• DIRECTIONS FOR THIS TASK
Reproduce the opening lines of the records exactly, up to and including the line in which "pub fn from_bit_str(s: &str)" occurs.

• DATA FOR REVIEW
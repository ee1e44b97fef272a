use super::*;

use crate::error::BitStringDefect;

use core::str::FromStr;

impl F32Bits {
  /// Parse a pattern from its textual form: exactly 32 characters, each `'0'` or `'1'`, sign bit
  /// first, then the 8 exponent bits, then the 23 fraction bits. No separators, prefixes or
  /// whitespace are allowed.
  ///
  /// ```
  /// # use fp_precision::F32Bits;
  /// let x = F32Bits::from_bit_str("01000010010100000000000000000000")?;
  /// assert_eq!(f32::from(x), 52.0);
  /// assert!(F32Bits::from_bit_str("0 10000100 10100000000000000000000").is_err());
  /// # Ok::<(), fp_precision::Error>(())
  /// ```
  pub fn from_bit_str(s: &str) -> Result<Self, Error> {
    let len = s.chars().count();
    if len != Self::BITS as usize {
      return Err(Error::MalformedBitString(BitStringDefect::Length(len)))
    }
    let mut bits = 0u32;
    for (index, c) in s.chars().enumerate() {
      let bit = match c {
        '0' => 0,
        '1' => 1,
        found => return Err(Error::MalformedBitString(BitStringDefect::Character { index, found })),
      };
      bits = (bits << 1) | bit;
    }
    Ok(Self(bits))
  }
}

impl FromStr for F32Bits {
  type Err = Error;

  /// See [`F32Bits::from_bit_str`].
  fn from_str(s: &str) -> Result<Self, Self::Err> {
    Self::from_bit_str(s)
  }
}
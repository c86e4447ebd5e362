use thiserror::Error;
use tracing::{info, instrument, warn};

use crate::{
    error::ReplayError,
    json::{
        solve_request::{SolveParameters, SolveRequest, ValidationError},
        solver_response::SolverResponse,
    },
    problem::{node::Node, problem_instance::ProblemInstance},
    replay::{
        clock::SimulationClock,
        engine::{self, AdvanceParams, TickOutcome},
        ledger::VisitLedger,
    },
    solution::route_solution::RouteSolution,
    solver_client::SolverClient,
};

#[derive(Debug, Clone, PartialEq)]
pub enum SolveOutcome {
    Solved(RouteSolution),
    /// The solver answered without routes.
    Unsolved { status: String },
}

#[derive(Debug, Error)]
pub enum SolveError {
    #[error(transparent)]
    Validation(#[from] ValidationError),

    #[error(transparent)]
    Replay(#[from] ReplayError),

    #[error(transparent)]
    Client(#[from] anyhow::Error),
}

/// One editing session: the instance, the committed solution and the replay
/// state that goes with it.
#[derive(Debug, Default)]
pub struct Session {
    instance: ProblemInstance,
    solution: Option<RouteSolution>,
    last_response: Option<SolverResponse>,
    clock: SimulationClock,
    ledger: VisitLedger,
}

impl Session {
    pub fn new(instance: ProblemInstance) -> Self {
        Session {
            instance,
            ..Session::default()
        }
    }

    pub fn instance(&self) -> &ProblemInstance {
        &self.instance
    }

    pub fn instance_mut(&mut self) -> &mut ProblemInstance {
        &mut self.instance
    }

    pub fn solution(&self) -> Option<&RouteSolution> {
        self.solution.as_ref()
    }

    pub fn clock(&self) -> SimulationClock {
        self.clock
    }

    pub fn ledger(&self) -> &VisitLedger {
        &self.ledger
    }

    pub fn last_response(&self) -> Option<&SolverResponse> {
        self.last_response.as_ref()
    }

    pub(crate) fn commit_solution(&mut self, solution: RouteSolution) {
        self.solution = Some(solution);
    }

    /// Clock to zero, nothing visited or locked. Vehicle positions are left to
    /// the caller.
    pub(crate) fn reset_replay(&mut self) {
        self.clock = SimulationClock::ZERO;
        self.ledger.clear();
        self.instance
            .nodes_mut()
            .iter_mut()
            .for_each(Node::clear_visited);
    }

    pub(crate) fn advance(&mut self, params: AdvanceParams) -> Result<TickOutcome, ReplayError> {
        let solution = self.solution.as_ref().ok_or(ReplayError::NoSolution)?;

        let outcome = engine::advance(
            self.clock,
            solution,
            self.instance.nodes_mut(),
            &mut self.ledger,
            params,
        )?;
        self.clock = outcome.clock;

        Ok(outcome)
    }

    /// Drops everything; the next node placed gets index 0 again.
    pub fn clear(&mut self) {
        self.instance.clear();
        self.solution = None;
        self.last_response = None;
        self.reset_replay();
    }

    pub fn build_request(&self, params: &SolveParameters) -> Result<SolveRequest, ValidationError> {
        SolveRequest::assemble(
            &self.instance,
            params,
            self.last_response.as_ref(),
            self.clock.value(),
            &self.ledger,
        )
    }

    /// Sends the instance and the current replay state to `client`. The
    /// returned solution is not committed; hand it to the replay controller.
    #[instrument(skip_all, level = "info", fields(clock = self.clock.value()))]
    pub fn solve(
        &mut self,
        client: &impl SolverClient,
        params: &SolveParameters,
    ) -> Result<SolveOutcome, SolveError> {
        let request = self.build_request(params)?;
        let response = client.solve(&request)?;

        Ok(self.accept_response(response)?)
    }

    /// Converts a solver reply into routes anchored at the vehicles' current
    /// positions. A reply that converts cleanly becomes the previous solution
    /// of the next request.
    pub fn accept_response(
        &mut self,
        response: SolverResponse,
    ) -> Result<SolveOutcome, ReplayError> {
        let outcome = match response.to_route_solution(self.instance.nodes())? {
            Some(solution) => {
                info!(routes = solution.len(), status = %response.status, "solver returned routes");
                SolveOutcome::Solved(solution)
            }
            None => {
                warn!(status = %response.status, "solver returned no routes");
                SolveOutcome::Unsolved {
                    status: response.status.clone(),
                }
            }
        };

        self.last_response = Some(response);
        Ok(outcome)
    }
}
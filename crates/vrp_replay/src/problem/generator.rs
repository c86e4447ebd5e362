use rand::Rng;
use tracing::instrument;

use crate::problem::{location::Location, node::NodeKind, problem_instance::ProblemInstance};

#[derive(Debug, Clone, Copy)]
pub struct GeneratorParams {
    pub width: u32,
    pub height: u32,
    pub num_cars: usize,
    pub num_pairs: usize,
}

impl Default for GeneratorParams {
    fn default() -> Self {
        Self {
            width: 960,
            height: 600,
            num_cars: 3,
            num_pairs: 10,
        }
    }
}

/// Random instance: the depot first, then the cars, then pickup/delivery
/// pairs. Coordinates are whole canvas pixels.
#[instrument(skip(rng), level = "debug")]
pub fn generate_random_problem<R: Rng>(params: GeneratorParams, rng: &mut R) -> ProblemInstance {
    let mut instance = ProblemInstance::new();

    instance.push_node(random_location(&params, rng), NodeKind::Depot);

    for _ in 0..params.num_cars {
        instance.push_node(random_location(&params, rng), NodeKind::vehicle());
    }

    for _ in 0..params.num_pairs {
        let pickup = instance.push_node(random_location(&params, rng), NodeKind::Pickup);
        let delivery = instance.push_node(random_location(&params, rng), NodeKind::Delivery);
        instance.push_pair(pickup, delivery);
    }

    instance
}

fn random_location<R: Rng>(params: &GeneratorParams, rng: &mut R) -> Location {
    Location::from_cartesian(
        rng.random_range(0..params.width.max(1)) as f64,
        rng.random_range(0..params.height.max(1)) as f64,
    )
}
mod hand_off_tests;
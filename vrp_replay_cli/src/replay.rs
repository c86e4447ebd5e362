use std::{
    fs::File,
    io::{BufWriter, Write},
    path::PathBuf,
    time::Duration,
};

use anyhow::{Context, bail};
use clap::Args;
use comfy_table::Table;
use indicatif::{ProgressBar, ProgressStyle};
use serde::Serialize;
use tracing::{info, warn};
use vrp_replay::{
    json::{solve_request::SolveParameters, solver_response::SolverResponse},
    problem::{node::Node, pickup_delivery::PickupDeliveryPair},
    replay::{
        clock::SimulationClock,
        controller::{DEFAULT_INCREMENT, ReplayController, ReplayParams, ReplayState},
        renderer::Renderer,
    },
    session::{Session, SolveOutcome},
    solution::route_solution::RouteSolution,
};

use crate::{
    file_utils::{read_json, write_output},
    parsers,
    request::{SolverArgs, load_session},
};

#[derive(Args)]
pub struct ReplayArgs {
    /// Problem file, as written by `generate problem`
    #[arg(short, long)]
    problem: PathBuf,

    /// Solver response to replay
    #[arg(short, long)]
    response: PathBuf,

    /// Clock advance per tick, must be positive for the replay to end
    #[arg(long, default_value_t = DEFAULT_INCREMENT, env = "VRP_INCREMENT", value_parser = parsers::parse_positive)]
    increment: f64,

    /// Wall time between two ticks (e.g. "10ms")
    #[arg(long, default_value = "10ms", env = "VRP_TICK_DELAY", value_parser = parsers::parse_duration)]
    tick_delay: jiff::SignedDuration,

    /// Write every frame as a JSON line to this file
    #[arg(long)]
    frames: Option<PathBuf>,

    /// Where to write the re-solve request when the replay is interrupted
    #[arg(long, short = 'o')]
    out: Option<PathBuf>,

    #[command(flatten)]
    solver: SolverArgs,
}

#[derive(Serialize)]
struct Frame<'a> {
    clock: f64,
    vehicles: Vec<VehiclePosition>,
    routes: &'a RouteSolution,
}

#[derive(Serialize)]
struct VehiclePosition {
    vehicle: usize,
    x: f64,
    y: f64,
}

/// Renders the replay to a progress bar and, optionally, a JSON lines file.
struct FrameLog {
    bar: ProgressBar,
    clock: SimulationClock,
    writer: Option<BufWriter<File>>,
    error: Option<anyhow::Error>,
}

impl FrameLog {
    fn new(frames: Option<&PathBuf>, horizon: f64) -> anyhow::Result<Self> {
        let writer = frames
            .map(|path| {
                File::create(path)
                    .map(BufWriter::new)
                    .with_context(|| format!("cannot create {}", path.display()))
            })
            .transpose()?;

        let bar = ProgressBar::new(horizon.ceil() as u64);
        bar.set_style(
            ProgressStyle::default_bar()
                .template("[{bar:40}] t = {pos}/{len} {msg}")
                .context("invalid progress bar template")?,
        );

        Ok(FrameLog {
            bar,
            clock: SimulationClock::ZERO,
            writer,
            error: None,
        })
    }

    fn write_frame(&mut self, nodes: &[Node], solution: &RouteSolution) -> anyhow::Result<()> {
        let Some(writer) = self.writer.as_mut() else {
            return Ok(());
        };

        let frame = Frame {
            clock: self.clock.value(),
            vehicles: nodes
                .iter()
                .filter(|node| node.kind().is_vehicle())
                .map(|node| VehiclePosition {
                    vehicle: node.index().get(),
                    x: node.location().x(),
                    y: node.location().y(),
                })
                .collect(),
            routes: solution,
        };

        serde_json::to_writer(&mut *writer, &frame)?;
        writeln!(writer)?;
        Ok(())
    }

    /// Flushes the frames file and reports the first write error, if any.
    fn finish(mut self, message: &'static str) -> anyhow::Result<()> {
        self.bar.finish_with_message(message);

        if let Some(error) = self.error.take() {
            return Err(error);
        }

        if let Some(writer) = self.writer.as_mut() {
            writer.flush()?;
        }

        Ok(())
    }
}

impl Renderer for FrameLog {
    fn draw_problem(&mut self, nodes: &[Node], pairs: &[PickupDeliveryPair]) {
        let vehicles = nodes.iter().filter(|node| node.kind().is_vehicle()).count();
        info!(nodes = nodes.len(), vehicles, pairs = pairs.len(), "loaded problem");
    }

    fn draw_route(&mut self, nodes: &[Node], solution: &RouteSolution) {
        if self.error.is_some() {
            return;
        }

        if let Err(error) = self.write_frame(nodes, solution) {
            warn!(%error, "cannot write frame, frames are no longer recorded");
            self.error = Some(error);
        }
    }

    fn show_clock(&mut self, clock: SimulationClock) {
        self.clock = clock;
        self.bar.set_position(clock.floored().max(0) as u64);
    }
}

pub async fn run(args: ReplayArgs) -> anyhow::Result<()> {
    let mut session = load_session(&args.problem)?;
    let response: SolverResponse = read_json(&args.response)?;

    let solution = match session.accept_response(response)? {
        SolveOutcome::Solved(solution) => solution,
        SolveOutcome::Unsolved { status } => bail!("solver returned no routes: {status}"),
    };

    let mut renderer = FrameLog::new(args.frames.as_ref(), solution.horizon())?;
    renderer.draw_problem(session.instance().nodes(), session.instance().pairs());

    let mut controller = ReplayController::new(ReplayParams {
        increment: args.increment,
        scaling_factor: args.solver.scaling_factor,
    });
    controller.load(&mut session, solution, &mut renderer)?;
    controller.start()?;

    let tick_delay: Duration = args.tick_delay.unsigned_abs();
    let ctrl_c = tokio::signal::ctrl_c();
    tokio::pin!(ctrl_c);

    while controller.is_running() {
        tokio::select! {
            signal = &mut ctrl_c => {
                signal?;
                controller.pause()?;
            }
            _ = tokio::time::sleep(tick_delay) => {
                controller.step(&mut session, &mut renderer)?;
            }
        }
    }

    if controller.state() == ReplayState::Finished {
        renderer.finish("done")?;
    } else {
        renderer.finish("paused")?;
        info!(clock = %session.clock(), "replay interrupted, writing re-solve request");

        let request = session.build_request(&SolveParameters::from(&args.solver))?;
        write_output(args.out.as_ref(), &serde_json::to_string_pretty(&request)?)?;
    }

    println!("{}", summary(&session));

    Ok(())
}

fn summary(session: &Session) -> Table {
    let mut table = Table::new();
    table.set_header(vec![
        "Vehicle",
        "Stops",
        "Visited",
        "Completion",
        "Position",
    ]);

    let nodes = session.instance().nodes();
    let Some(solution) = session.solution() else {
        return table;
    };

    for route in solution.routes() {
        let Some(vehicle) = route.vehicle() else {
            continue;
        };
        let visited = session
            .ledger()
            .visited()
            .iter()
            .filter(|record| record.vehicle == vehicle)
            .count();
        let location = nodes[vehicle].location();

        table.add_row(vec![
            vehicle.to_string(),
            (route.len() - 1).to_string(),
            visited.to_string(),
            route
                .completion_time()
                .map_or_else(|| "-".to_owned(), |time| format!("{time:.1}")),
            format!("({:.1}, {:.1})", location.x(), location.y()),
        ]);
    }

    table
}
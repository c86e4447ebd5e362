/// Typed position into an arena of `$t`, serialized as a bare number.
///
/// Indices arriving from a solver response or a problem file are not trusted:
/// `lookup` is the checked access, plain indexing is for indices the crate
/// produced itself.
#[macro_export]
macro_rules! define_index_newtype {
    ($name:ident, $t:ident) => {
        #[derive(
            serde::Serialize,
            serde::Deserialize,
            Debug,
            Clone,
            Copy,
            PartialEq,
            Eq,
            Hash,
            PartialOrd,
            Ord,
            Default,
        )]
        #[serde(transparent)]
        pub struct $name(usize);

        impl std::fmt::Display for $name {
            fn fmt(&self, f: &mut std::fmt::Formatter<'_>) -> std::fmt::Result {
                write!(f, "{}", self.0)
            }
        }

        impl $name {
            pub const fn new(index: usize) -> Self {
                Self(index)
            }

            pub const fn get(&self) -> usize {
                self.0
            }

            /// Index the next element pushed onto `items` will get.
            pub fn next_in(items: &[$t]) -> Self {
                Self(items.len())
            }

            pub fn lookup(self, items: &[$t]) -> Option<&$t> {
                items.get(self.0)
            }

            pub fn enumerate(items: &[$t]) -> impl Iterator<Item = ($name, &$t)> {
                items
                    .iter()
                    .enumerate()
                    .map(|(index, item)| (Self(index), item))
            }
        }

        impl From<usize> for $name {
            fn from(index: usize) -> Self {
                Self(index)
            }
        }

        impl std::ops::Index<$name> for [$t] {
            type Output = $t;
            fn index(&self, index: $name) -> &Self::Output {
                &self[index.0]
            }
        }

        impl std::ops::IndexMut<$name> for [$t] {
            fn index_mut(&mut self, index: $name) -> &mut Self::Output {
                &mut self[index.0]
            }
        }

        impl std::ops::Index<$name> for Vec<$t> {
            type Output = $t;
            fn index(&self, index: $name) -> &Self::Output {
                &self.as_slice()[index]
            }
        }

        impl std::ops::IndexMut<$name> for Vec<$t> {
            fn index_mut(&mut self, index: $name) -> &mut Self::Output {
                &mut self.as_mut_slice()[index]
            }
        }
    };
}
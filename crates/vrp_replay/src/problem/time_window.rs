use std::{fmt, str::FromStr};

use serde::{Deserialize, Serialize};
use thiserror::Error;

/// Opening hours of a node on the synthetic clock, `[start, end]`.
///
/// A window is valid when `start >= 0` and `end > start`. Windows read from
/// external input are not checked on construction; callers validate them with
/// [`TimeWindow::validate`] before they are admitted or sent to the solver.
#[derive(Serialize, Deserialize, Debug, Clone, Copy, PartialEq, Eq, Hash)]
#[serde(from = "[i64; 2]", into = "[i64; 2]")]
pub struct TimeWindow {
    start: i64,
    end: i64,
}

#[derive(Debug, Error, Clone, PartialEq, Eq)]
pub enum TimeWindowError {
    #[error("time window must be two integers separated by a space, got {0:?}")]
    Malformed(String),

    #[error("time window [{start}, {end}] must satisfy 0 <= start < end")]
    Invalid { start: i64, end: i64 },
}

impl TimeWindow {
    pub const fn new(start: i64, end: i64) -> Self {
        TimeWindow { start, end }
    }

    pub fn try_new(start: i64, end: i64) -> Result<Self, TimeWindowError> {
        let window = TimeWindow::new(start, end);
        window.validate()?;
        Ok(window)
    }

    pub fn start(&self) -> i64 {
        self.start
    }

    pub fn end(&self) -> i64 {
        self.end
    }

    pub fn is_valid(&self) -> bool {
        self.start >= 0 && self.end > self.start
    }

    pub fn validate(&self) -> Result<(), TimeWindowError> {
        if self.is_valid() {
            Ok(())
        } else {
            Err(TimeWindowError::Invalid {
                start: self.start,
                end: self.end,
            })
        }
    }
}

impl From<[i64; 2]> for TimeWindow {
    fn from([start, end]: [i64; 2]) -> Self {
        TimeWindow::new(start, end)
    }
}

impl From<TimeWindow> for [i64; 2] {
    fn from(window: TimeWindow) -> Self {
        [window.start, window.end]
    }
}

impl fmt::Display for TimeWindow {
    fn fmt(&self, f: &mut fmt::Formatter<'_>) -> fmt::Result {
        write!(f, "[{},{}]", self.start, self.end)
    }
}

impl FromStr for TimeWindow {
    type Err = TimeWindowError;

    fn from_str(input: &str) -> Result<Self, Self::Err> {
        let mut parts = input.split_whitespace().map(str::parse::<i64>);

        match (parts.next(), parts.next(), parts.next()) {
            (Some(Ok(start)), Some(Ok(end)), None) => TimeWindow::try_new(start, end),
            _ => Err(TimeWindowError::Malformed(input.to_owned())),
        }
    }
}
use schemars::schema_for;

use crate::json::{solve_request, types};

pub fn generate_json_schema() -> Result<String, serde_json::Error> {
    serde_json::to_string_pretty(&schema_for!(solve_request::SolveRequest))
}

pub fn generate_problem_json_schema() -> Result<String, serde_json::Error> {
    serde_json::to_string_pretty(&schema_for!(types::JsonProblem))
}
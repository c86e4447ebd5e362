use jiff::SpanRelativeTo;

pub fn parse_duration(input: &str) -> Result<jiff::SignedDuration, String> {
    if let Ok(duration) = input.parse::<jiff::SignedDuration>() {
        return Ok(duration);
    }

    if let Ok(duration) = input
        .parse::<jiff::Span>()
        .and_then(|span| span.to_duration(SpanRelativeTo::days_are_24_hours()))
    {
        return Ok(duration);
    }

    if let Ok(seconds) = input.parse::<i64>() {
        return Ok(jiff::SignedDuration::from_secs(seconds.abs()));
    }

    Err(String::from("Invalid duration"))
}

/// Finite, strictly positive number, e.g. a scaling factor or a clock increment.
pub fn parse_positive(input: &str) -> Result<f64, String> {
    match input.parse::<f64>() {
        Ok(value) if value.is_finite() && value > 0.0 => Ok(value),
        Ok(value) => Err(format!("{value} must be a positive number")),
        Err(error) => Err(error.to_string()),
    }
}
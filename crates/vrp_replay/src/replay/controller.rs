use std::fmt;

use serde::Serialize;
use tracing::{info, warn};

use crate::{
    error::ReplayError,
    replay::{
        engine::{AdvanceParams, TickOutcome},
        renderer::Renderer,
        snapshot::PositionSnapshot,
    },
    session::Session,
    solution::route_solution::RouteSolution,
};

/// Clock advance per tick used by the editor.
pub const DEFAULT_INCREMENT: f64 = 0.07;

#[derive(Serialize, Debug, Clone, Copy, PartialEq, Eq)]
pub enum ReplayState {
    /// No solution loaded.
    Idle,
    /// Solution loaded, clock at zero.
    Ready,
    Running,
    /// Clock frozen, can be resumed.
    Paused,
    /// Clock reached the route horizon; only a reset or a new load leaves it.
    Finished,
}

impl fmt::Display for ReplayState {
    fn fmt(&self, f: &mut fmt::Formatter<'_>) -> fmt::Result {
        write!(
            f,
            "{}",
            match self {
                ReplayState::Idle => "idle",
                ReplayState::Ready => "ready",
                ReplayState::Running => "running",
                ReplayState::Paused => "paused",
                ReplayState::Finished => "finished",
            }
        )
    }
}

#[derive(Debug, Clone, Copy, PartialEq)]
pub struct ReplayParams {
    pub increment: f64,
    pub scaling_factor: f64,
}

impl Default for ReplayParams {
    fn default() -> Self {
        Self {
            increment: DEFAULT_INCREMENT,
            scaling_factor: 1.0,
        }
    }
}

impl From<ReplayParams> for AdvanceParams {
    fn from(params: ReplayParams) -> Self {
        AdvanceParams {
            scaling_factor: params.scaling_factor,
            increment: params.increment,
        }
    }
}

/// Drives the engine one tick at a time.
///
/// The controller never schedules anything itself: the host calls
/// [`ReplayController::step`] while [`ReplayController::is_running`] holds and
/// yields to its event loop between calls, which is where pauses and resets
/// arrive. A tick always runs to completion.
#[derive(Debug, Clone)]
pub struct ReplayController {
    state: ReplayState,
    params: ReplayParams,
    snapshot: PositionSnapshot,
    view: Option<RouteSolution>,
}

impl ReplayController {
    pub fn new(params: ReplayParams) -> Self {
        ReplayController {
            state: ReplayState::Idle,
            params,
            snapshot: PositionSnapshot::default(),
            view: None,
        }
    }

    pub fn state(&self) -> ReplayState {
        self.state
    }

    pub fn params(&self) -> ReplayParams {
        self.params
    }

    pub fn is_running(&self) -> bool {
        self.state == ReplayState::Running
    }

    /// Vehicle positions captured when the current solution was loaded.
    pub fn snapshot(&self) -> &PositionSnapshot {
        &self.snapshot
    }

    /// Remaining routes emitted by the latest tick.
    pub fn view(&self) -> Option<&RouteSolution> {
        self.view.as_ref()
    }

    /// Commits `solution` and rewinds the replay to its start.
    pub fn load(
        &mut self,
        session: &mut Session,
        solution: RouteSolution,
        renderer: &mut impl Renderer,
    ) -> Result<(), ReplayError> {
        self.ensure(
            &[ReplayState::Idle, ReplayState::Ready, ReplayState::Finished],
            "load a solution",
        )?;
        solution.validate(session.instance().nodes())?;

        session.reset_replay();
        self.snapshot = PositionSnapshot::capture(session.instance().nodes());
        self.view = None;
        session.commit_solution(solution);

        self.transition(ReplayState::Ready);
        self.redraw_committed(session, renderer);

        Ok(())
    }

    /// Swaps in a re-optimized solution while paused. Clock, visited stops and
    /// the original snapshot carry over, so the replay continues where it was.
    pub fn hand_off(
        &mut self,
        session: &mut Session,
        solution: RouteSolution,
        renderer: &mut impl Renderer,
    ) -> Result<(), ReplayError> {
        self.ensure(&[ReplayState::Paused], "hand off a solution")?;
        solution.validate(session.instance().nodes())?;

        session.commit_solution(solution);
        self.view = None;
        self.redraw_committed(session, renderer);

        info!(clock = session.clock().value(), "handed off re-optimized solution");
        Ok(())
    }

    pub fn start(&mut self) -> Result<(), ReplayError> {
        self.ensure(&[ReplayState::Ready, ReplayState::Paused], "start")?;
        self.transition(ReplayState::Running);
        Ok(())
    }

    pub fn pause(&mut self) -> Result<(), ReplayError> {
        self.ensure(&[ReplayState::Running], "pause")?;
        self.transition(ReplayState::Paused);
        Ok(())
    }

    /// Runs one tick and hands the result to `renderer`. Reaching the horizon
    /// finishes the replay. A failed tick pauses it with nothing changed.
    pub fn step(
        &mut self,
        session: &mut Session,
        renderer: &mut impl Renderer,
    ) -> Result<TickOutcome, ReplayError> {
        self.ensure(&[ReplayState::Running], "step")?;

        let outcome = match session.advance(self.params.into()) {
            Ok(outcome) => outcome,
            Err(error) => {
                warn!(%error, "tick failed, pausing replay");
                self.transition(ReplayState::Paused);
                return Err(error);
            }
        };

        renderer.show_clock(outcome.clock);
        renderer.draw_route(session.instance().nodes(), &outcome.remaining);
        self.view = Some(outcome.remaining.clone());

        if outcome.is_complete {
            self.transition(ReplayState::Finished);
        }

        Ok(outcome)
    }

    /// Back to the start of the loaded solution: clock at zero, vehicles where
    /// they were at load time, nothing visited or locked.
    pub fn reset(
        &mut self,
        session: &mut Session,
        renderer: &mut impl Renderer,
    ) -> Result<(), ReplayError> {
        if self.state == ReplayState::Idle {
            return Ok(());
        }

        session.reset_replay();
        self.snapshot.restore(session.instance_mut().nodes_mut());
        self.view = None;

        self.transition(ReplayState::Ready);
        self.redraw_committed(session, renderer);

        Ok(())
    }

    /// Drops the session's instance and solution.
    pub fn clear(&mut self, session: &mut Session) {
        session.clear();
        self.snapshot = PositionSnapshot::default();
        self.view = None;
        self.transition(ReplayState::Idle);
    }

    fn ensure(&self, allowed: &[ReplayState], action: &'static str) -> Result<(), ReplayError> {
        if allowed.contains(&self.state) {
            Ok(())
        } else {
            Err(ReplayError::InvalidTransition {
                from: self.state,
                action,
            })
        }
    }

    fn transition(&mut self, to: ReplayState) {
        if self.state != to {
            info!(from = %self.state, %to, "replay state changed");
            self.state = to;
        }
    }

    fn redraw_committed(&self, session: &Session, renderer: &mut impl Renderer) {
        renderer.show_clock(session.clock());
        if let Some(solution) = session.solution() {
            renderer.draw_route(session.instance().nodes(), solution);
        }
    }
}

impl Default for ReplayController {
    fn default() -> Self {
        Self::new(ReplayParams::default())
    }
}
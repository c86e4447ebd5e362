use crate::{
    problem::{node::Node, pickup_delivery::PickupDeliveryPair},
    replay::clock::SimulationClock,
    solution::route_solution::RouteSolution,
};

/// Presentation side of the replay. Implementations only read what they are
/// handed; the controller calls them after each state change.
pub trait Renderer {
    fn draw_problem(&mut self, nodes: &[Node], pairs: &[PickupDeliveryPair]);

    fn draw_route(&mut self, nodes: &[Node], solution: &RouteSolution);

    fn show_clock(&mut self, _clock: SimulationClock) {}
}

• PROBLEM SOLUTION
repository ee1e44b97fef272a
use super::*;

use crate::error::BitStringDefect;

use core::str::FromStr;

impl F32Bits {
  /// Parse a pattern from its textual form: exactly 32 characters, each `'0'` or `'1'`, sign bit
  /// first, then the 8 exponent bits, then the 23 fraction bits. No separators, prefixes or
  /// whitespace are allowed.
  ///
  /// ```
  /// # use fp_precision::F32Bits;
  /// let x = F32Bits::from_bit_str("01000010010100000000000000000000")?;
  /// assert_eq!(f32::from(x), 52.0);
  /// assert!(F32Bits::from_bit_str("0 10000100 10100000000000000000000").is_err());
  /// # Ok::<(), fp_precision::Error>(())
  /// ```
  pub fn from_bit_str(s: &str) -> Result<Self, Error> {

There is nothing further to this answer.